» **Work item**
A bare number is the expected answer: the count of lines in the records that contain the word "recv".
--- Records to process ---
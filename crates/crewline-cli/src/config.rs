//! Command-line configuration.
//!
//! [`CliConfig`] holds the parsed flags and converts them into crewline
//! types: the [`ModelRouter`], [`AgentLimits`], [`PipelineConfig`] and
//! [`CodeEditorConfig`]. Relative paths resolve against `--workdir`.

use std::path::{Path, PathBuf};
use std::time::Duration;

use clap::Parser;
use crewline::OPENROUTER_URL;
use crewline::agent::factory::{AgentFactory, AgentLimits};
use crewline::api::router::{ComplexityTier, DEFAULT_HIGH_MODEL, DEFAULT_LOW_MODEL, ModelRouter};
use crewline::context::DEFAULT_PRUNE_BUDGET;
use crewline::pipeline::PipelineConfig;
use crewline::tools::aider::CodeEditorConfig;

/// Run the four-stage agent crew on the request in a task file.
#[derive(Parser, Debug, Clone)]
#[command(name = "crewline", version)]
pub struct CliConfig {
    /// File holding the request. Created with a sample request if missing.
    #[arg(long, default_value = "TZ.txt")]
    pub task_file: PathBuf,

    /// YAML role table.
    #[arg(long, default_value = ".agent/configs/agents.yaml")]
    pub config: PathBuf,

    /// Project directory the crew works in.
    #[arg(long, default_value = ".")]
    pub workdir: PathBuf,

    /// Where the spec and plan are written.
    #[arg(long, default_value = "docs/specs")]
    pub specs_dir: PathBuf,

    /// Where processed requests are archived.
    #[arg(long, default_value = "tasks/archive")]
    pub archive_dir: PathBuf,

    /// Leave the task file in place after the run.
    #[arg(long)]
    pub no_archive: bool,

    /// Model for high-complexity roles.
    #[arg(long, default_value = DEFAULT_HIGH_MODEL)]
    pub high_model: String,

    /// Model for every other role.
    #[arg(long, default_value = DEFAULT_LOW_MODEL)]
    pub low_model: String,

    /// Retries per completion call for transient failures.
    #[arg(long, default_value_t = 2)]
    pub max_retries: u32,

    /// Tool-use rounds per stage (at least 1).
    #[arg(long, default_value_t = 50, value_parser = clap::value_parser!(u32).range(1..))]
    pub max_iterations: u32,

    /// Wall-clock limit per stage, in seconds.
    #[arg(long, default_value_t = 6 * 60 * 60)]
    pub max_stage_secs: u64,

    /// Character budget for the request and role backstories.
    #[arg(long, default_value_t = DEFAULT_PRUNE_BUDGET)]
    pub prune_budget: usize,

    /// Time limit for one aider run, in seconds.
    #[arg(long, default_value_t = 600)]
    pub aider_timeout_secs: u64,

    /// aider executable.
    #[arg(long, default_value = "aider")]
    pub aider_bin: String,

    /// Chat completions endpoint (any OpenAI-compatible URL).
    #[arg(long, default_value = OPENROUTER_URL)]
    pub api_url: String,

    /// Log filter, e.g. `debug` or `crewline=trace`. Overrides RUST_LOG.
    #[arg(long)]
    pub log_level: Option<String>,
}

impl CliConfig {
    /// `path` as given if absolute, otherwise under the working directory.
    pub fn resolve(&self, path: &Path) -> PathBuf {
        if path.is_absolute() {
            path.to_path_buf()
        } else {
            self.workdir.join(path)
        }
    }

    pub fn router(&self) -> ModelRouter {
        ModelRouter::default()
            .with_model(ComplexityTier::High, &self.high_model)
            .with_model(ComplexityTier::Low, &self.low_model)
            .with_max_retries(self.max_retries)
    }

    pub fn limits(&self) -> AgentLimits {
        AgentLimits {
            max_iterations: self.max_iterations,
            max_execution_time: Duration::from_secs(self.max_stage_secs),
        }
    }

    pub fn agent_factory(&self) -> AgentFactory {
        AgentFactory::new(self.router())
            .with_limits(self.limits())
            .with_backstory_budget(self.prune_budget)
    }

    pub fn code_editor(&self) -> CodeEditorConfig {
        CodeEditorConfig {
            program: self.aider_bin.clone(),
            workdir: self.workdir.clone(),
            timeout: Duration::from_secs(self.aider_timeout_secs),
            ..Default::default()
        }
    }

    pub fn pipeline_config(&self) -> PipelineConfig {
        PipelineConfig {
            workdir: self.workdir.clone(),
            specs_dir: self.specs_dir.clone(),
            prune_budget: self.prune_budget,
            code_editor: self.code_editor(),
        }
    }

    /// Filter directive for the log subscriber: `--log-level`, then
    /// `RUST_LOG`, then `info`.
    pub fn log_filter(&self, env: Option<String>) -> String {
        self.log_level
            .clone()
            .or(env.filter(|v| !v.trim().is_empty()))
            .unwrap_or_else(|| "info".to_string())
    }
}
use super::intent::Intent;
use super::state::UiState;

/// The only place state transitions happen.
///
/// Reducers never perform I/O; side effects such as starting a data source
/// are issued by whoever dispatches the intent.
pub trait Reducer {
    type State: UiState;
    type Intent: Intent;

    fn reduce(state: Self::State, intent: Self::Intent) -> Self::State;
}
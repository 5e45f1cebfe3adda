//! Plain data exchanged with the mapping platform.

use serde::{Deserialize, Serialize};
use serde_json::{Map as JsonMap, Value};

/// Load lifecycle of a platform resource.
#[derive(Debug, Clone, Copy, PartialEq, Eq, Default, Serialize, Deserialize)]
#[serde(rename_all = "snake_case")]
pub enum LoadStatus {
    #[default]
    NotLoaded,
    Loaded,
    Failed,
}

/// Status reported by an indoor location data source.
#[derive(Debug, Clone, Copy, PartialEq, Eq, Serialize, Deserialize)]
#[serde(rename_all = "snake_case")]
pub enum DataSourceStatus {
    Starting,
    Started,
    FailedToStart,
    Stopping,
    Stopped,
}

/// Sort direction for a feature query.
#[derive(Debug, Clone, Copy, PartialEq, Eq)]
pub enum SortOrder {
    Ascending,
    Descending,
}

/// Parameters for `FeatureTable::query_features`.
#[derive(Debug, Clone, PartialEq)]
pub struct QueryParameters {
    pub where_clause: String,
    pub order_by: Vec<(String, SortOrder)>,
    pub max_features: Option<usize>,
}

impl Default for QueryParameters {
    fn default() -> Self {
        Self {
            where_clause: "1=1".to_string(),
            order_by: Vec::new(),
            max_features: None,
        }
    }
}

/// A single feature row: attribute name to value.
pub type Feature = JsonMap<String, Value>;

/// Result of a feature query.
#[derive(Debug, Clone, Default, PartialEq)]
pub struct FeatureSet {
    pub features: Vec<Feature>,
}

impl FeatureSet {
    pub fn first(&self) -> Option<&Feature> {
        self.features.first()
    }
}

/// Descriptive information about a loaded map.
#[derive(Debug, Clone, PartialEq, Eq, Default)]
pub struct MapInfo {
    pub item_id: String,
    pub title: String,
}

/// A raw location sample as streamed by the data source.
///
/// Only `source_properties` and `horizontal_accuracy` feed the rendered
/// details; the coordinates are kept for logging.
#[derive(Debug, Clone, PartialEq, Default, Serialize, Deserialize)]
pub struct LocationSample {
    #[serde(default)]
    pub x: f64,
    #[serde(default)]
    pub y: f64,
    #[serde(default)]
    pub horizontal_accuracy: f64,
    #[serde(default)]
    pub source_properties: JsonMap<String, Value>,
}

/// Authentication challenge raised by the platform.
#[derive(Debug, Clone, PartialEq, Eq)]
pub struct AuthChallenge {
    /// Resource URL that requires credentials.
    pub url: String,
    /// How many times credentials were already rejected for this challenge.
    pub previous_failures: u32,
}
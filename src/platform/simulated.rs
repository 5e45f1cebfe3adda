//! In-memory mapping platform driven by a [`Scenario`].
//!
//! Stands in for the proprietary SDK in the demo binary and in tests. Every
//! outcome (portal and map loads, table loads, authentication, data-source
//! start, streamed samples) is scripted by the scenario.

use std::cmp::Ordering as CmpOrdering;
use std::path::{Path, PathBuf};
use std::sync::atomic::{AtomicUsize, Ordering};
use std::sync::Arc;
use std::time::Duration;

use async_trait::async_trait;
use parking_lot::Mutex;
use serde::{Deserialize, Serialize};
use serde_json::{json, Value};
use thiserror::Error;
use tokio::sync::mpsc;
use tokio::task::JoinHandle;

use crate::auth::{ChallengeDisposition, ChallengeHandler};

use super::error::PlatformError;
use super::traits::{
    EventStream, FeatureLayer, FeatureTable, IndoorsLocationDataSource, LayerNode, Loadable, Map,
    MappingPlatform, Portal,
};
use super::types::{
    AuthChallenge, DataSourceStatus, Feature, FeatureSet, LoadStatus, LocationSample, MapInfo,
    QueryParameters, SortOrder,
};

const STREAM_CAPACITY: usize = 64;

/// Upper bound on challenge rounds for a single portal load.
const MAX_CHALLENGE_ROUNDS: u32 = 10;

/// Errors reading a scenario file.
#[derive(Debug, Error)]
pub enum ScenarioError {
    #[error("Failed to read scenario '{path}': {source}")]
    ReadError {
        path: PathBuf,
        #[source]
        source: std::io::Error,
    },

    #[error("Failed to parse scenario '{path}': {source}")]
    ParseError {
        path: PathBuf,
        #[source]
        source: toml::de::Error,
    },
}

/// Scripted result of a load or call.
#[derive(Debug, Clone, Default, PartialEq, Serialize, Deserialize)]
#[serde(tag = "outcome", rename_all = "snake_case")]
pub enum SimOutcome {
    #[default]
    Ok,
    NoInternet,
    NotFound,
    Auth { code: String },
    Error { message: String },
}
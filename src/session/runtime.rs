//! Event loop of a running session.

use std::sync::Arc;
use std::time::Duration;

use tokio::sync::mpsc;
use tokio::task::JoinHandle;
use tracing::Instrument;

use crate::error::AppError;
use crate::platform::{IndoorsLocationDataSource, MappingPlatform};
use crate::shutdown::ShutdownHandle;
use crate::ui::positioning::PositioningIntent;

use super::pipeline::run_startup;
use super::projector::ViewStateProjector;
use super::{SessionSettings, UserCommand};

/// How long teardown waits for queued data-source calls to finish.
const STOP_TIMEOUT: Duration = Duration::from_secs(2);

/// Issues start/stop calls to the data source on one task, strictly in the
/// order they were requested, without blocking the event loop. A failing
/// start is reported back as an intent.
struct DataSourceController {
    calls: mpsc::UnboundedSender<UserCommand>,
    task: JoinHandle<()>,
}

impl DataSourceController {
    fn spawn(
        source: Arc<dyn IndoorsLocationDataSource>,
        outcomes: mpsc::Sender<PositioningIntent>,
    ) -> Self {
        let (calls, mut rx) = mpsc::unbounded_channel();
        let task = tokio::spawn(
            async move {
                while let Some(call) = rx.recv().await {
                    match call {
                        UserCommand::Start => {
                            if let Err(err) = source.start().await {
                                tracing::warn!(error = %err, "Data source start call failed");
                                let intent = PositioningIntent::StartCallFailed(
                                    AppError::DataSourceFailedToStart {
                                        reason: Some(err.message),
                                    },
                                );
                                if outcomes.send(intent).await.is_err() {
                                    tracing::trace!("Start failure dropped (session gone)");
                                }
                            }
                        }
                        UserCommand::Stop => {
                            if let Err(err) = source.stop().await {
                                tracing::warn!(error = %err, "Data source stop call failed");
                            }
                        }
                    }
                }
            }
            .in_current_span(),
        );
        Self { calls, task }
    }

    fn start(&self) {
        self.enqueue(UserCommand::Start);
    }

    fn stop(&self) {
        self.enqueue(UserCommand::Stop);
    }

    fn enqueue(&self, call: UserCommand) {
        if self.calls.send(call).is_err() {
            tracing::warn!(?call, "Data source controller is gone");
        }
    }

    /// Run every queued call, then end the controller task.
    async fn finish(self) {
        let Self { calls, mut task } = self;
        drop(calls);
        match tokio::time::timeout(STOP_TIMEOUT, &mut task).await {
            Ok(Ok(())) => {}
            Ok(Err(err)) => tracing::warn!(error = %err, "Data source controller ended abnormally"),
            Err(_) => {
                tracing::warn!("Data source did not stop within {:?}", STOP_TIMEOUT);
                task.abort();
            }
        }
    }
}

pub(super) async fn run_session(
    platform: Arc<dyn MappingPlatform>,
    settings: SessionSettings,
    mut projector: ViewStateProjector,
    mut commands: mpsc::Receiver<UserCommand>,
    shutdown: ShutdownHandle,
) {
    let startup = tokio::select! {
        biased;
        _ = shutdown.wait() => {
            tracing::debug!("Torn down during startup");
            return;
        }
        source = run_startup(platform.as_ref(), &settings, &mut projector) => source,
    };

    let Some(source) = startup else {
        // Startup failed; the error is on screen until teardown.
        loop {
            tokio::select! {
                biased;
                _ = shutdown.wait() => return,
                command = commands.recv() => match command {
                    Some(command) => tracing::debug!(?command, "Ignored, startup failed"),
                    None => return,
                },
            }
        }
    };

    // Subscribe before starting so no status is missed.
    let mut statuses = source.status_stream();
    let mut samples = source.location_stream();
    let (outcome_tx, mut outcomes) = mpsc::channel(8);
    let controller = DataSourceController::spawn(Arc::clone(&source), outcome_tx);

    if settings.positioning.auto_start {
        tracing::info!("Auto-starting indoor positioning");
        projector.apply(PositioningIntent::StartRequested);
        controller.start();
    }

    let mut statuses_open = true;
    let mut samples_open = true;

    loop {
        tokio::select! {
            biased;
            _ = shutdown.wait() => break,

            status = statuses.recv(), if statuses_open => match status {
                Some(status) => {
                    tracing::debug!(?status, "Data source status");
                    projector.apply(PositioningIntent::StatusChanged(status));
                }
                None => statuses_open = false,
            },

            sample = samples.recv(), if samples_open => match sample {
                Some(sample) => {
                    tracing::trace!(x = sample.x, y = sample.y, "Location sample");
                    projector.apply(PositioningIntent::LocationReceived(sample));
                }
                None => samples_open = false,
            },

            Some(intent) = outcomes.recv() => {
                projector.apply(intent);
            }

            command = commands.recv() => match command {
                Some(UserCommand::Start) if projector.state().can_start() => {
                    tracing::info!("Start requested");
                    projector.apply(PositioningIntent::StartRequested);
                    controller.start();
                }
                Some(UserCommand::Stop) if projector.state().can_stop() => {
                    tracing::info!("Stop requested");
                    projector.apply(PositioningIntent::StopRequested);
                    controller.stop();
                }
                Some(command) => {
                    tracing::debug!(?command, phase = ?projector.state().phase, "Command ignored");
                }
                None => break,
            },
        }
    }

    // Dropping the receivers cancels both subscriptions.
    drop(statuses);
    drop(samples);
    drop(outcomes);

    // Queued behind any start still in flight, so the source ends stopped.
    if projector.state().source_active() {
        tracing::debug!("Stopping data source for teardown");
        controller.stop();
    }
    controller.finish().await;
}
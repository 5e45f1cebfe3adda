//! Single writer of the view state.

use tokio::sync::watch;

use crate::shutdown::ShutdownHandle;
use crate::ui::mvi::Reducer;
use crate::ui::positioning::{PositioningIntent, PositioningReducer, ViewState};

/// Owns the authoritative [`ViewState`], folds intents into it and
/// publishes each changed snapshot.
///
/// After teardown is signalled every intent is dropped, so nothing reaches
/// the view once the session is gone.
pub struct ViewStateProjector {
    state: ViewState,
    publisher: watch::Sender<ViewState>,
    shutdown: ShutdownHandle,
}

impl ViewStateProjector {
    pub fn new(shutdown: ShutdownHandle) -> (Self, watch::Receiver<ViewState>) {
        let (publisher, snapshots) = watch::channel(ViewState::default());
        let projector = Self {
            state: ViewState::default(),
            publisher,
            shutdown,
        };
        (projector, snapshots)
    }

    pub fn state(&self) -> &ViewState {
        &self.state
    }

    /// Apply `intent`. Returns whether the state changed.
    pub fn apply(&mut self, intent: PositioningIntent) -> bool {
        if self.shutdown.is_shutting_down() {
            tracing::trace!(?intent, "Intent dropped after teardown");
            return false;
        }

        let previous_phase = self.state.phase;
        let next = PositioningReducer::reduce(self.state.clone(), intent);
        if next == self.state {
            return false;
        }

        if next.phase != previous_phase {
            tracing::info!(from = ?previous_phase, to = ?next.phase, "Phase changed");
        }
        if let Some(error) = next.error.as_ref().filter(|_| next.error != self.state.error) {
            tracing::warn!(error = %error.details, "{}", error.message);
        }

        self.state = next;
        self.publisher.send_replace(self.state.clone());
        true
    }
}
---
» **The answer**
6